● Task requirements
All lines with the word "wrapper" in the material below are required.

● Material shown
------------------------------------
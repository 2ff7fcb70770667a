use anchor_lang::prelude::*;
use anchor_spl::token::{Mint, TokenAccount};
use anchor_spl::token_interface as token;

use crate::errors::ErrorCode;

/// Pulls tokens from a user account into a wrapper vault (user signs)
pub fn receive<'info>(
    token_program: &AccountInfo<'info>,
    from: &Account<'info, TokenAccount>,
    to: &Account<'info, TokenAccount>,
    mint: &Account<'info, Mint>,
    authority: &AccountInfo<'info>,
    amount: u64,
) -> Result<()> {
    token::transfer_checked(
        CpiContext::new(
            token_program.clone(),
            token::TransferChecked {
                from: from.to_account_info(),
                mint: mint.to_account_info(),
                to: to.to_account_info(),
                authority: authority.clone(),
            },
        ),
        amount,
        mint.decimals,
    )
    .map_err(|e| {
        msg!("Transfer of {} into {} failed: {:?}", amount, to.key(), e);
        error!(ErrorCode::TransferFailed)
    })
}

/// Sends tokens out of a wrapper vault (wrapper PDA signs)
pub fn send_from_vault<'info>(
    token_program: &AccountInfo<'info>,
    from: &Account<'info, TokenAccount>,
    to: &Account<'info, TokenAccount>,
    mint: &Account<'info, Mint>,
    authority: &AccountInfo<'info>,
    signer_seeds: &[&[&[u8]]],
    amount: u64,
) -> Result<()> {
    token::transfer_checked(
        CpiContext::new_with_signer(
            token_program.clone(),
            token::TransferChecked {
                from: from.to_account_info(),
                mint: mint.to_account_info(),
                to: to.to_account_info(),
                authority: authority.clone(),
            },
            signer_seeds,
        ),
        amount,
        mint.decimals,
    )
    .map_err(|e| {
        msg!("Transfer of {} from {} failed: {:?}", amount, from.key(), e);
        error!(ErrorCode::RedemptionFailed)
    })
}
------------------------------------
● Output for this task
/// Pulls tokens from a user account into a wrapper vault (user signs)
/// Sends tokens out of a wrapper vault (wrapper PDA signs)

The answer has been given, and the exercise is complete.